Regulation FD (Fair Disclosure), ordinarily referred to as Regulation FD or Reg FD, is a regulation that was promulgated by the U.S. Securities and Exchange Commission (SEC) in August 2000. The regulation is codified as . Although "FD" stands for "fair disclosure", as can be learned from the adopting release, the regulation was and is codified in the Code of Federal Regulations simply as Regulation FD. Subject to certain limited exceptions, the rules generally prohibit public companies from disclosing previously nonpublic, material information to certain parties unless the information is distributed to the public first or simultaneously.

== Details ==
The regulation sought to stamp out selective disclosure, in which some investors (often large institutional investors) received market moving information before others (often smaller, individual investors), and were allowed to trade on it.

=== Insider exception ===
Under Regulation FD, selective disclosure may be made so long as the company first collects a confidentiality agreement from the other party (or the other party is already subject to a duty of trust and confidence). Although the agreement need not include an undertaking not to trade on the information, the regulation was heavily driven by a desire to make it easier to prosecute recipients of selective information for insider trading, because in many instances only persons who owe such a duty are subject to such prosecution. Thus, the SEC explained in the Proposing Release:

"To make clear the scope of the Regulation, paragraph (b) of Rule 100 expressly states that the Rule does not apply to disclosures of material information to persons who are bound by duties of trust or confidence not to disclose or use the information for trading. Paragraph (b) expressly refers to several types of persons whose misuse of the information would subject them to insider trading liability under Rule 10b-5: (1) "temporary" insiders of an issuer – e.g., outside consultants, such as its attorneys, investment bankers, or accountants;42 and (2) any other person who has expressly agreed to maintain the information in confidence, and whose misuse of the information for trading would thus be covered either under the "temporary insider" or "misappropriation" theory."

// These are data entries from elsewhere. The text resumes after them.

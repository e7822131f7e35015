//! Tracing initialization and subscriber setup.

use super::tracer;
use crate::Config;
use opentelemetry::trace::TracerProvider as _;
use opentelemetry_sdk::resource::Resource;
use tracing_opentelemetry::OpenTelemetryLayer;
use tracing_subscriber::{layer::SubscriberExt, util::SubscriberInitExt, EnvFilter};

/// Filter used when neither `RUST_LOG` nor `trace_level` is set.
const DEFAULT_LEVEL: &str = "info";

/// Installs the global tracing subscriber.
///
/// The pipeline is:
/// 1. An `EnvFilter` from `RUST_LOG`, else `config.trace_level`, else `info`
/// 2. A human-readable `fmt` layer on stderr (stdout carries the page)
/// 3. When `config.trace_file` is set, an OpenTelemetry layer exporting OTLP
///    JSON to that file through a rotating writer
///
/// Never fails: an unusable trace directory only disables the file export,
/// and calling this twice leaves the first subscriber in place.
///
/// # Example
///
/// ```rust
/// use rosterview::observability::init_tracing;
/// use rosterview::Config;
///
/// let config = Config {
///     trace_level: Some("debug".to_string()),
///     ..Default::default()
/// };
///
/// init_tracing(&config);
/// tracing::debug!("tracing is now active");
/// ```
pub fn init_tracing(config: &Config) {
    let level = config.trace_level.as_deref().unwrap_or(DEFAULT_LEVEL);
    let filter = EnvFilter::try_from_default_env().unwrap_or_else(|_| EnvFilter::new(level));

    let fmt_layer = tracing_subscriber::fmt::layer()
        .with_writer(std::io::stderr)
        .with_target(false);

    let otel_layer = config.trace_path().and_then(|trace_file| {
        if let Some(parent) = trace_file.parent().filter(|p| !p.as_os_str().is_empty()) {
            if let Err(e) = std::fs::create_dir_all(parent) {
                eprintln!("rosterview: trace export disabled, cannot create {}: {e}", parent.display());
                return None;
            }
        }

        let resource = Resource::new(vec![
            opentelemetry::KeyValue::new("service.name", "rosterview"),
            opentelemetry::KeyValue::new("service.version", env!("CARGO_PKG_VERSION")),
        ]);
        let provider = tracer::create_tracer_provider(trace_file, resource);
        Some(OpenTelemetryLayer::new(provider.tracer(tracer::SCOPE_NAME)))
    });

    let _ = tracing_subscriber::registry()
        .with(filter)
        .with(fmt_layer)
        .with(otel_layer)
        .try_init();
}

Thus, in essence, there is an exception to Regulation FD that allows disclosure to anyone who is an insider, or becomes a "temporary insider," subject to insider trading prohibitions.

=== Venues and social media ===
On April 2, 2013, the Securities and Exchange Commission said companies can use social media to disseminate information if certain requirements are met. As with company websites, investors’ access to the chosen social media platform must not be restricted and investors must be notified about which social media will be used to disseminate information.

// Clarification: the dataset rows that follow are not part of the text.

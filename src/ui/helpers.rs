//! Shared markup utilities used across components.
//!
//! # Example
//!
//! ```rust
//! use rosterview::ui::helpers::escape_html;
//!
//! assert_eq!(escape_html("<b>Bo & Amy</b>"), "&lt;b&gt;Bo &amp; Amy&lt;/b&gt;");
//! ```

use std::fmt::Write as _;

/// Escapes text for use in element content or a double-quoted attribute.
///
/// Handles `&`, `<`, `>`, `"` and `'`. Everything else passes through
/// unchanged, including non-ASCII characters.
#[must_use]
pub fn escape_html(text: &str) -> String {
    let mut escaped = String::with_capacity(text.len());
    for c in text.chars() {
        match c {
            '&' => escaped.push_str("&amp;"),
            '<' => escaped.push_str("&lt;"),
            '>' => escaped.push_str("&gt;"),
            '"' => escaped.push_str("&quot;"),
            '\'' => escaped.push_str("&#39;"),
            _ => escaped.push(c),
        }
    }
    escaped
}

/// Appends `<tag>escaped text</tag>` to `out`.
pub fn push_text_element(out: &mut String, tag: &str, text: &str) {
    let _ = write!(out, "<{tag}>{}</{tag}>", escape_html(text));
}

/// Appends `<tag class="...">escaped text</tag>` to `out`.
pub fn push_classed_element(out: &mut String, tag: &str, class: &str, text: &str) {
    let _ = write!(
        out,
        "<{tag} class=\"{}\">{}</{tag}>",
        escape_html(class),
        escape_html(text)
    );
}
//! Grouped view renderer: a heading and a table per gender group.

use super::table::render_table;
use crate::ui::helpers::push_text_element;
use crate::ui::viewmodel::GroupViewModel;

/// Appends each group as `<h2>title</h2><table>...</table>`, in order.
pub fn render_groups(out: &mut String, groups: &[GroupViewModel]) {
    for group in groups {
        push_text_element(out, "h2", &group.title);
        render_table(out, &group.table);
    }
}
//! Element-addressed document model.
//!
//! The controller and renderer never touch markup directly. They look controls
//! up by id and replace the content of the table container through the
//! [`Document`] trait, which keeps them testable without a browser.

use crate::domain::error::Result;

/// Container whose content the renderers replace.
pub const TABLE_CONTAINER: &str = "table-container";
/// Sort button: name ascending.
pub const SORT_AZ: &str = "sort-az";
/// Sort button: name descending.
pub const SORT_ZA: &str = "sort-za";
/// Sort button: marks ascending.
pub const SORT_MARKS: &str = "sort-marks";
/// Sort button: class ascending.
pub const SORT_CLASS: &str = "sort-class";
/// Filter button: passing students only.
pub const SORT_PASSING: &str = "sort-passing";
/// Grouping button: male and female tables.
pub const SORT_GENDER: &str = "sort-gender";
/// Free-text search input.
pub const SEARCH_BAR: &str = "search-bar";
/// Button that re-runs the search with the current input value.
pub const SEARCH_BUTTON: &str = "search-button";

/// Every element id the host page must provide, in page order.
pub const REQUIRED_IDS: [&str; 9] = [
    SORT_AZ,
    SORT_ZA,
    SORT_MARKS,
    SORT_CLASS,
    SORT_PASSING,
    SORT_GENDER,
    SEARCH_BAR,
    SEARCH_BUTTON,
    TABLE_CONTAINER,
];

/// A page whose elements can be looked up and updated by id.
///
/// Every fallible method returns [`RosterError::UnknownElement`] when `id` is
/// not present.
///
/// [`RosterError::UnknownElement`]: crate::RosterError::UnknownElement
pub trait Document {
    /// Returns `true` if an element with `id` exists.
    fn has_element(&self, id: &str) -> bool;

    /// Replaces the entire content of element `id`.
    ///
    /// # Errors
    ///
    /// Fails if the element does not exist.
    fn set_inner_html(&mut self, id: &str, html: String) -> Result<()>;

    /// Current content of element `id`.
    ///
    /// # Errors
    ///
    /// Fails if the element does not exist.
    fn inner_html(&self, id: &str) -> Result<&str>;

    /// Current value of input element `id`.
    ///
    /// # Errors
    ///
    /// Fails if the element does not exist.
    fn value(&self, id: &str) -> Result<&str>;

    /// Sets the value of input element `id`.
    ///
    /// # Errors
    ///
    /// Fails if the element does not exist.
    fn set_value(&mut self, id: &str, value: &str) -> Result<()>;
}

=== Materiality and public record ===
The rule only prohibits private disclosure of material information. This means that the company disclose "seemingly inconsequential data" which might prove consequential in a mosaic. The company can inform also analysts of public record information without necessarily violating the rule.

=== Applicability ===
The rule only applies to certain groups such as securities market professionals and shareholders, which allows the company to continue providing necessary information to business partners.

==Background==
Before the 1990s, most individual investors followed the progress of their stock holdings by receiving phone calls from their broker, by reading annual or quarterly reports mailed to them by the company, by reading news in newspapers or financial publications, or by calling the company with questions. Most investors relied primarily upon full service brokers, such as Merrill Lynch, for trading advice.

By 1999, individual investors became more aware of quarterly analyst conference calls, where a company's management would disclose the results of the quarter and answer analyst questions about the company's past performance and future prospects. At the time, most companies did not allow small investors to attend their calls.

One small investor, Mark Coker, founded a company called Bestcalls.com, a directory of conference calls open to all investors, to help persuade public companies to open up all their calls ( and ). Coker campaigned in the press to educate individual investors about the benefits of conference call attendance as a fundamental research tool, and worked constructively with the SEC to educate them about the pervasiveness of selective disclosure on earnings conference calls. At the same time, companies such as Onstream Media, Broadcast.com, Vcall.com, Shareholder.com and Thomson Financial (now Thomson Reuters) offered webcasting technology and services that made it more practical, and more affordable, for companies to allow all investors to listen in.

In December 1999, the SEC proposed Regulation FD. Thousands of individual investors wrote the SEC and voiced their support for the regulation. But support was not unanimous. Large institutional investors, accustomed to benefiting from selectively disclosed material information, fought vigorously against the proposed regulation. They argued that fair disclosure would lead to less disclosure. In October 2000, the SEC promulgated Regulation FD.

== Enforcement ==
In 2017, the SEC charged TherapeuticsMD with violating Regulation FD, which was the first case focused on the regulation in six years.